Wednesday, January 29, 2014

Let’s make this a year of action

I am a cancer survivor, a member of an ethnic minority, a recent college graduate, and a first generation American. My parents are small business owners, victims of gun violence, and have benefited from student loans and unemployment benefits.

Mom came to America when she was 18. She worked a full-time job at a nursing home for minimum wage ($3.25 an hour) while enrolling full-time at community college. To help pay for her education, she took student loans. After graduating, she got married to my dad and found work for a meager salary of $20,000 a year. She also needed to take advantage of certain tax breaks aimed at working families, such as the earned income tax credit and the child tax credit. After 7 years of working hard, however, her company laid her off because of downsizing. She was laid off through no fault of her own, and needed unemployment benefits while searching for other work. She later joined my father in a business he created. 

But my parents would never consider themselves “dependent on government”. In fact, we believe government is dependent on us. And when we work hard and are responsible, we see nothing “socialist” or “un-American” by asking our government for assistance. It’s not called a hand-out, but more of an investment.

And it’s these types of investments that the President spoke about in his State of the Union address last night.

“For several years now, this town has been consumed by a rancorous argument over the proper size of the federal government. It’s an important debate…but when that debate prevents us from carrying out even the most basic functions of our democracy – when our differences shut down government or threaten the full faith and credit of the United States – then we are not doing right by the American people." 

Last night’s State of the Union Address was a great testament to the leadership of President Obama.
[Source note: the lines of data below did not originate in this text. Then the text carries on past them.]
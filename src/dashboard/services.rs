use rust_decimal::Decimal;
use serde::Serialize;
use time::{Date, UtcOffset};

use crate::{
    clock::iso_date,
    error::AppError,
    food_logs::{self, repo::FoodLogEntry},
    nutrition::{bucketize, sum_calories, sum_nutrients, CalorieBalance, DateWindow, NutritionError},
    state::AppState,
    users::model::UserContext,
    workout_logs::{self, repo::WorkoutLogRow},
};

#[derive(Debug, Clone, Copy, PartialEq, Eq, Serialize)]
pub struct Macros {
    pub protein: Decimal,
    pub carbs: Decimal,
    pub fats: Decimal,
}

#[derive(Debug, Serialize)]
pub struct DashboardSummary {
    pub days: i64,
    pub range: DateWindow,
    pub calories: CalorieBalance,
    pub macros: Macros,
}

#[derive(Debug, Serialize)]
pub struct TrendPoint {
    #[serde(with = "iso_date")]
    pub date: Date,
    #[serde(flatten)]
    pub balance: CalorieBalance,
}

#[derive(Debug, Serialize)]
pub struct Trends {
    pub days: i64,
    pub range: DateWindow,
    pub trends: Vec<TrendPoint>,
}

/// Daily consumed/burned balance over `window`.
///
/// Consumption goes through the same projection as the food summary and
/// burn reads the calories frozen on each workout log, so the sums here
/// always match the per-module summaries for the same window.
pub fn daily_balance(
    foods: &[FoodLogEntry],
    workouts: &[WorkoutLogRow],
    window: DateWindow,
    tz: UtcOffset,
) -> Result<Vec<TrendPoint>, NutritionError> {
    let food_summary = food_logs::services::summarize(foods, window, tz)?;
    let burned = bucketize(workouts, window.start, window.days, tz, |w| w.logged_at);

    Ok(food_summary
        .daily
        .iter()
        .zip(burned)
        .map(|(eaten, burnt)| TrendPoint {
            date: eaten.date,
            balance: CalorieBalance::new(
                eaten.totals.calories,
                sum_calories(burnt.records.iter().map(|w| w.estimated_calories)),
            ),
        })
        .collect())
}

pub fn summarize(
    foods: &[FoodLogEntry],
    workouts: &[WorkoutLogRow],
    window: DateWindow,
) -> Result<DashboardSummary, NutritionError> {
    let projected = foods
        .iter()
        .map(food_logs::services::nutrients_of)
        .collect::<Result<Vec<_>, _>>()?;
    let eaten = sum_nutrients(&projected)?;
    let burned = sum_calories(workouts.iter().map(|w| w.estimated_calories));

    Ok(DashboardSummary {
        days: window.days,
        range: window,
        calories: CalorieBalance::new(eaten.calories, burned),
        macros: Macros {
            protein: eaten.protein,
            carbs: eaten.carbs,
            fats: eaten.fats,
        },
    })
}

async fn load_window(
    state: &AppState,
    user: UserContext,
    window: DateWindow,
) -> Result<(Vec<FoodLogEntry>, Vec<WorkoutLogRow>), AppError> {
    let (from, to) = window.bounds(state.calendar.tz());
    let foods = food_logs::repo::list_between(&state.db, user.id, from, to).await?;
    let workouts = workout_logs::repo::list_between(&state.db, user.id, from, to).await?;
    Ok((foods, workouts))
}

pub async fn dashboard_summary(
    state: &AppState,
    user: UserContext,
    days: i64,
) -> Result<DashboardSummary, AppError> {
    let window = state.calendar.window(days);
    let (foods, workouts) = load_window(state, user, window).await?;
    Ok(summarize(&foods, &workouts, window)?)
}

pub async fn dashboard_trends(
    state: &AppState,
    user: UserContext,
    days: i64,
) -> Result<Trends, AppError> {
    let window = state.calendar.window(days);
    let (foods, workouts) = load_window(state, user, window).await?;
    let trends = daily_balance(&foods, &workouts, window, state.calendar.tz())?;
    Ok(Trends {
        days: window.days,
        range: window,
        trends,
    })
}

#[cfg(test)]
mod tests {
    use super::*;
    use crate::catalog::models::test_support::food;
    use time::macros::{date, datetime, offset};
    use time::OffsetDateTime;
    use uuid::Uuid;

    fn meal(grams: i64, at: OffsetDateTime) -> FoodLogEntry {
        let mut rice = food("Rice (cooked)", 130, 100, "g");
        rice.protein = Decimal::new(27, 1);
        FoodLogEntry {
            id: Uuid::new_v4(),
            quantity: Decimal::from(grams),
            unit: "g".into(),
            logged_at: at,
            food: rice,
        }
    }

    fn session(calories: i64, at: OffsetDateTime) -> WorkoutLogRow {
        WorkoutLogRow {
            id: Uuid::new_v4(),
            workout_id: 3,
            workout_name: "Jumping Jacks".into(),
            unit: "minutes".into(),
            muscle_groups: vec![],
            sets: None,
            reps_per_set: None,
            duration_minutes: Some(10),
            total_units: None,
            estimated_calories: Decimal::from(calories),
            logged_at: at,
        }
    }

    #[test]
    fn net_goes_negative_without_clamping() {
        let window = DateWindow::ending_on(date!(2025 - 03 - 07), 1);
        let foods = vec![meal(100, datetime!(2025-03-07 09:00 +05:30))];
        let workouts = vec![session(200, datetime!(2025-03-07 18:00 +05:30))];
        let s = summarize(&foods, &workouts, window).unwrap();
        assert_eq!(s.calories.consumed, Decimal::from(130));
        assert_eq!(s.calories.burned, Decimal::from(200));
        assert_eq!(s.calories.net, Decimal::from(-70));
        assert_eq!(s.macros.protein, Decimal::new(27, 1));
    }

    #[test]
    fn trends_agree_with_summary_totals() {
        let tz = offset!(+05:30);
        let window = DateWindow::ending_on(date!(2025 - 03 - 07), 3);
        let foods = vec![
            meal(250, datetime!(2025-03-05 13:00 +05:30)),
            meal(100, datetime!(2025-03-07 20:00 +05:30)),
        ];
        let workouts = vec![session(80, datetime!(2025-03-06 06:00 +05:30))];

        let trend = daily_balance(&foods, &workouts, window, tz).unwrap();
        assert_eq!(trend.len(), 3);
        assert_eq!(trend[0].balance.consumed, Decimal::from(325));
        assert_eq!(trend[1].balance.net, Decimal::from(-80));
        assert_eq!(trend[2].balance, CalorieBalance::new(Decimal::from(130), Decimal::ZERO));

        let summary = summarize(&foods, &workouts, window).unwrap();
        let consumed: Decimal = trend.iter().map(|t| t.balance.consumed).sum();
        let burned: Decimal = trend.iter().map(|t| t.balance.burned).sum();
        assert_eq!(summary.calories, CalorieBalance::new(consumed, burned));
    }

    #[test]
    fn trend_rows_are_flat() {
        let point = TrendPoint {
            date: date!(2025 - 03 - 07),
            balance: CalorieBalance::new(Decimal::from(10), Decimal::from(4)),
        };
        let json = serde_json::to_value(&point).unwrap();
        assert_eq!(json["date"], "2025-03-07");
        assert_eq!(json["net"], serde_json::json!(6.0));
    }
}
Not only did he highlight the many successes of his administration, but he also chose to rise above the bitter partisanship that has divided our Congress and, instead, address how we can continue moving forward.

First and foremost, it is necessary to understand the significant improvements in the state of our union since the President took office.

Five years ago, our economy was shedding nearly 800,000 jobs per month. Today, our economy has added more than 8 million new jobs and unemployment has fallen to less than 7% after peaking at 10.2% in 2010.

Five years ago, the U.S. auto-industry was going bankrupt. Today, U.S. auto-makers have not only repaid their debt, but are even doubling their fuel-efficiency standards, thus significantly reducing our dependence on foreign oil and saving the average vehicle around $8,000 a year.
Five years ago, our housing market crashed. Today, the housing market has rebounded and home foreclosure rates are at an all-time low. One major reason for this is that the President has made it significantly easier for people to refinance their homes. Prior to the President’s HARP program, many responsible homeowners were stuck at high refinancing rates because home values in their neighborhood plummeted after the financial crisis. By preventing banks from denying lower refinancing rates to these individuals, the average homeowner now saves an average of $3,000 a year in mortgage payments. As the President puts it, "When folks are spending less on mortgage payments, they’re spending more at local businesses. And when those businesses have more customers, they start hiring more workers."

And finally, five years ago, our healthcare system was broken. What’s worse, according to the American Journal of Medicine, medical debt due to lack or loss of health insurance accounted for more than 60% of all bankruptcies.

Today, however, healthcare costs have grown at the slowest rate in our history. For the first time ever, 3 million young adults can stay on their parents’ insurance until 26. For the first time ever, 6 million Americans now have coverage that couldn’t before. For the first time ever, 129 million Americans can’t be denied coverage due to a pre-existing condition. For the first time ever, private insurers must spend at least 80% of your premiums on actual healthcare (last year, 9 million Americans received a rebate from their insurance companies).

But with all these successes, if Congress continues to stand in the way of progress; if they continue to ignore the President’s call for a new jobs program, for new gun control measures, or for immigration reform; if they simply continue voting to repeal Obamacare instead of offering concrete alternatives; then I see nothing wrong with the President taking matters into his own hands.

Let’s move FORWARD and make this year “a year of action”.